Y todo esto tiene que conocerse: luz y taquígrafos, decían los viejos periodistas. Faltan las publicaciones, a cargo y financiadas contra los presupuestos de estas mismas instituciones, para que con transparencia cuenten lo que ocurrió. Y si no saben hacerlo, y ahora que está de moda el outsourced, pueden subcontratar a Ciper para que realice y de paso les enseñe a realizar investigaciones rigurosas y veraces. Todavía quedan miles de ex uniformados que pueden y quieren contar lo que ocurrió en esos tenebrosos años. ¿Necesitan un dato?: Hay una organización de ex conscriptos del ejército que hacían el servicio militar el 11 de septiembre de 1973. Ellos quieren y pueden entregar muchos valiosos antecedentes.
Y esto no es todo. ¿Qué pasa con los militares que mintieron dolosamente a los jueces, abogados, y familiares de las víctimas de los secuestrados por el ejército? ¿Dónde están? ¿También desaparecieron? ¿algunos de ellos se encuentran en servicio activo?
¿Y que pasa con los proyectos de cooperación para el exterminio de militantes de izquierda en América del Sur cuando los ejércitos chileno, uruguayo, argentino, brasilero, paraguayo, y boliviano se entregaban información mutuamente para saber a quién estaban torturando, asesinando y luego ocultar sus restos? ¿Igualmente las Fuerzas Armadas hermanas saben nada? ¿Y cómo es que los únicos que saben son otra vez los periodistas investigadores de la Operación Cóndor?
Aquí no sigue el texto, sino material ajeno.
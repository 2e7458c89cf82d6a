//! In-memory `MovieRepository` used when no database is configured.
//!
//! Ids are assigned sequentially from 1. Contents vanish with the process.

use std::collections::BTreeMap;

use async_trait::async_trait;
use chrono::Utc;
use tokio::sync::RwLock;

use crate::domain::ports::{MovieRepository, MovieRepositoryError, MovieRow};
use crate::domain::{MovieId, MovieInput};

#[derive(Debug, Default)]
struct Store {
    last_id: u64,
    rows: BTreeMap<MovieId, MovieRow>,
}

/// Movie storage backed by a locked ordered map.
#[derive(Debug, Default)]
pub struct InMemoryMovieRepository {
    store: RwLock<Store>,
}

impl InMemoryMovieRepository {
    pub fn new() -> Self {
        Self::default()
    }
}

#[async_trait]
impl MovieRepository for InMemoryMovieRepository {
    async fn create_movie(&self, fields: &MovieInput) -> Result<MovieRow, MovieRepositoryError> {
        let mut store = self.store.write().await;
        let next = store
            .last_id
            .checked_add(1)
            .ok_or_else(|| MovieRepositoryError::query("movie id space exhausted"))?;
        store.last_id = next;

        let row = MovieRow {
            id: MovieId::new(next),
            created_at: Utc::now(),
            title: fields.title.clone(),
            year: fields.year,
            runtime_minutes: fields.runtime_minutes,
            genres: fields.genres().to_vec(),
            version: 1,
        };
        store.rows.insert(row.id, row.clone());
        Ok(row)
    }

    async fn get_movie(&self, id: MovieId) -> Result<MovieRow, MovieRepositoryError> {
        self.store
            .read()
            .await
            .rows
            .get(&id)
            .cloned()
            .ok_or_else(|| MovieRepositoryError::not_found(id))
    }

    async fn list_movies(&self) -> Result<Vec<MovieRow>, MovieRepositoryError> {
        Ok(self.store.read().await.rows.values().cloned().collect())
    }

    async fn update_movie(
        &self,
        id: MovieId,
        fields: &MovieInput,
    ) -> Result<MovieRow, MovieRepositoryError> {
        let mut store = self.store.write().await;
        let row = store
            .rows
            .get_mut(&id)
            .ok_or_else(|| MovieRepositoryError::not_found(id))?;

        row.title.clone_from(&fields.title);
        row.year = fields.year;
        row.runtime_minutes = fields.runtime_minutes;
        fields.genres().clone_into(&mut row.genres);
        row.version += 1;
        Ok(row.clone())
    }
}

#[cfg(test)]
mod tests {
    //! Regression coverage for this module.
    use super::*;
    use rstest::{fixture, rstest};

    #[fixture]
    fn casablanca() -> MovieInput {
        MovieInput {
            title: "Casablanca".into(),
            year: 1942,
            runtime_minutes: 102,
            genres: Some(vec!["drama".into(), "romance".into(), "war".into()]),
        }
    }

    #[rstest]
    #[tokio::test]
    async fn ids_are_sequential_from_one(casablanca: MovieInput) {
        let repo = InMemoryMovieRepository::new();

        let first = repo.create_movie(&casablanca).await.expect("first insert");
        let second = repo.create_movie(&casablanca).await.expect("second insert");

        assert_eq!(first.id, MovieId::new(1));
        assert_eq!(second.id, MovieId::new(2));
        assert_eq!(first.version, 1);
    }

    #[rstest]
    #[tokio::test]
    async fn get_returns_not_found_for_unknown_ids() {
        let repo = InMemoryMovieRepository::new();

        let error = repo.get_movie(MovieId::new(999)).await.expect_err("empty store");
        assert_eq!(error, MovieRepositoryError::not_found(999_u64));
    }

    #[rstest]
    #[tokio::test]
    async fn update_replaces_fields_and_bumps_version(casablanca: MovieInput) {
        let repo = InMemoryMovieRepository::new();
        let created = repo.create_movie(&casablanca).await.expect("insert");

        let changed = MovieInput {
            runtime_minutes: 103,
            genres: Some(vec!["romance".into()]),
            ..casablanca
        };
        let updated = repo
            .update_movie(created.id, &changed)
            .await
            .expect("update");

        assert_eq!(updated.version, 2);
        assert_eq!(updated.runtime_minutes, 103);
        assert_eq!(updated.genres, vec!["romance"]);
        assert_eq!(updated.created_at, created.created_at);

        let fetched = repo.get_movie(created.id).await.expect("fetch");
        assert_eq!(fetched, updated);
    }

    #[rstest]
    #[tokio::test]
    async fn update_of_unknown_id_is_not_found(casablanca: MovieInput) {
        let repo = InMemoryMovieRepository::new();

        let error = repo
            .update_movie(MovieId::new(5), &casablanca)
            .await
            .expect_err("nothing stored");
        assert!(matches!(error, MovieRepositoryError::NotFound { .. }));
    }

    #[rstest]
    #[tokio::test]
    async fn list_returns_every_row(casablanca: MovieInput) {
        let repo = InMemoryMovieRepository::new();
        assert!(repo.list_movies().await.expect("empty list").is_empty());

        repo.create_movie(&casablanca).await.expect("insert");
        repo.create_movie(&casablanca).await.expect("insert");

        let rows = repo.list_movies().await.expect("list");
        assert_eq!(rows.len(), 2);
    }
}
Y estos no son todos los temas:
El 12 de septiembre de 1973, fueron asesinados en Peldehue los muchachos del Gap que lucharon junto al presidente. Estaban con un arma en la mano protegiendo al presidente y resistiendo a un golpe de estado contra la libertad y la democracia. Nadie, absolutamente nadie, al menos públicamente, cuestiona al presidente que estuviera defendiendo nuestra democracia con un arma en la mano. En todo el mundo es considerado un acto de heroísmo. Todos los allendistas y muchos de los que no lo fueron nos sentimos orgullosos del presidente Allende y su gesto valiente y consecuente. Pero guardo una pregunta molesta: ¿Y si el presidente luchaba con un arma en la mano que valoración merecían los muchachos que murieron junto a él, o por causa de su combate, fueron arrestados ese día y masacrados salvajemente por los militares al día siguiente? ¿Ellos que son? ¿Son héroes también? ¿Por qué no conocemos públicamente sus nombres? ¿y dónde está el homenaje de las fuerzas armadas a esos chilenos valientes que no se rindieron y murieron luchando heroicamente por sus ideales? ¿Y los policías que no se plegaron al golpe y resistieron y combatieron junto a Allende? ¿Dónde están los homenajes públicos de la Policía de Investigaciones de Chile, como se hace a un camarada que rinde su vida en cumplimiento de su deber?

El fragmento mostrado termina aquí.